Update documentation to reflect this.  As well as being a slight
reduction in memory allocation, locked ops and lines of code, it speeds
up a transaction processing benchmark by 0.4%.

Signed-off-by: Matthew Wilcox <willy@linux.intel.com>
mm/dmapool.c

index e2ea4543abb4067e966d63025db47b2b981e2747..72e7ece7ee9d8d7015e2952e289f69130b0c10bb 100644 (file)
@@ -17,7 +17,9 @@
  * The current design of this allocator is fairly simple.  The pool is
  * represented by the 'struct dma_pool' which keeps a doubly-linked list of
  * allocated pages.  Each page in the page_list is split into blocks of at
- * least 'size' bytes.
+ * least 'size' bytes.  Free blocks are tracked in an unsorted singly-linked
+ * list of free blocks within the page.  Used blocks aren't tracked, but we
+ * keep a count of how many are currently allocated from each page.
  */
 
 #include <linux/device.h>
@@ -38,7 +40,6 @@
 struct dma_pool {              /* the pool */
        struct list_head page_list;
        spinlock_t lock;
-       size_t blocks_per_page;
        size_t size;
        struct device *dev;
        size_t allocation;
@@ -51,8 +52,8 @@ struct dma_page {             /* cacheable header for 'allocation' bytes */
        struct list_head page_list;
        void *vaddr;
        dma_addr_t dma;
-       unsigned in_use;
-       unsigned long bitmap[0];
+       unsigned int in_use;
+       unsigned int offset;
 };
 
 #define        POOL_TIMEOUT_JIFFIES    ((100 /* msec */ * HZ) / 1000)

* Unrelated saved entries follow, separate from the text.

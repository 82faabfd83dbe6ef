//! Named events emitted at decision points.

use plateguard_core::errors::{PlateguardError, PlateguardErrorCode};
use plateguard_core::models::GateDecision;

/// Log a gate outcome at the engine boundary: `info` when allowed, `debug`
/// when denied. The gate itself warns on abuse-limit denials and logs store
/// faults as errors.
pub fn gate_decision(action: &str, decision: &GateDecision) {
    match decision {
        GateDecision::Allowed => tracing::info!(action, "interaction allowed"),
        GateDecision::Denied(reason) => tracing::debug!(
            action,
            code = reason.error_code(),
            reason = %reason,
            "interaction denied"
        ),
    }
}

/// Log a failed operation with its stable error code.
pub fn operation_failed(operation: &str, error: &PlateguardError) {
    if error.is_store_fault() {
        tracing::error!(operation, code = error.error_code(), error = %error, "store fault");
    } else {
        tracing::warn!(operation, code = error.error_code(), error = %error, "operation refused");
    }
}

pub fn benefit_redeemed(kind: &str, remaining: u32) {
    tracing::info!(kind, remaining, "benefit redeemed");
}

pub fn alert_changed(operation: &str, expires_at: &str) {
    tracing::info!(operation, expires_at, "stolen alert updated");
}

pub fn config_loaded(backend: &str, decay_policy: &str) {
    tracing::info!(backend, decay_policy, "plateguard configured");
}
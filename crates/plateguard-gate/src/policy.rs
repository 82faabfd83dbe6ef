//! Pure admission rules over one `(plate, user)` pair's ledger records.

use chrono::{DateTime, Duration, Utc};

use plateguard_core::models::{
    DenyReason, GateDecision, InteractionKind, InteractionRecord, Timestamp,
};

/// True iff a report exists for the pair. Never expires.
pub fn is_reported(records: &[InteractionRecord]) -> bool {
    records.iter().any(|r| r.kind == InteractionKind::Report)
}

/// Messages are refused only by a report.
pub fn message_decision(records: &[InteractionRecord]) -> GateDecision {
    if is_reported(records) {
        return GateDecision::Denied(DenyReason::PermanentlyBlocked);
    }
    GateDecision::Allowed
}

/// Evaluations are refused by a report, or by an evaluation newer than
/// `now - cooldown`. The retry time is the latest such evaluation plus the
/// cooldown. When `now - cooldown` underflows every evaluation counts, and
/// a retry time past the representable range saturates.
pub fn evaluation_decision(
    records: &[InteractionRecord],
    now: Timestamp,
    cooldown: Duration,
) -> GateDecision {
    if is_reported(records) {
        return GateDecision::Denied(DenyReason::PermanentlyBlocked);
    }
    let window_start = now.checked_sub_signed(cooldown);
    let latest = records
        .iter()
        .filter(|r| r.kind == InteractionKind::Evaluation)
        .filter(|r| window_start.map_or(true, |start| r.timestamp > start))
        .map(|r| r.timestamp)
        .max();
    match latest {
        Some(last) => GateDecision::Denied(DenyReason::CooldownActive {
            retry_at: last
                .checked_add_signed(cooldown)
                .unwrap_or(DateTime::<Utc>::MAX_UTC),
        }),
        None => GateDecision::Allowed,
    }
}

/// One solidarity alert per pair, ever.
pub fn solidary_decision(records: &[InteractionRecord]) -> GateDecision {
    if is_reported(records) {
        return GateDecision::Denied(DenyReason::PermanentlyBlocked);
    }
    if records.iter().any(|r| r.kind == InteractionKind::Solidary) {
        return GateDecision::Denied(DenyReason::AlreadySent);
    }
    GateDecision::Allowed
}

/// Reports are always accepted; a pair already reported needs no second
/// record.
pub fn report_decision(records: &[InteractionRecord]) -> GateDecision {
    if is_reported(records) {
        return GateDecision::Denied(DenyReason::PermanentlyBlocked);
    }
    GateDecision::Allowed
}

@@ -87,8 +88,8 @@ show_pools(struct device *dev, struct device_attribute *attr, char *buf)
 
                /* per-pool info, no real statistics yet */
                temp = scnprintf(next, size, "%-16s %4u %4Zu %4Zu %2u\n",
-                                pool->name,
-                                blocks, pages * pool->blocks_per_page,
+                                pool->name, blocks,
+                                pages * (pool->allocation / pool->size),
                                 pool->size, pages);
                size -= temp;
                next += temp;
@@ -132,8 +133,11 @@ struct dma_pool *dma_pool_create(const char *name, struct device *dev,
                return NULL;
        }
 
-       if (size == 0)
+       if (size == 0) {
                return NULL;
+       } else if (size < 4) {
+               size = 4;
+       }
 
        if ((size % align) != 0)
                size = ALIGN(size, align);
@@ -160,7 +164,6 @@ struct dma_pool *dma_pool_create(const char *name, struct device *dev,
        spin_lock_init(&retval->lock);
        retval->size = size;
        retval->allocation = allocation;
-       retval->blocks_per_page = allocation / size;
        init_waitqueue_head(&retval->waitq);
 
        if (dev) {
@@ -186,28 +189,36 @@ struct dma_pool *dma_pool_create(const char *name, struct device *dev,
 }
 EXPORT_SYMBOL(dma_pool_create);
 
+static void pool_initialise_page(struct dma_pool *pool, struct dma_page *page)
+{
+       unsigned int offset = 0;
+
+       do {
+               unsigned int next = offset + pool->size;
+               if (unlikely((next + pool->size) >= pool->allocation))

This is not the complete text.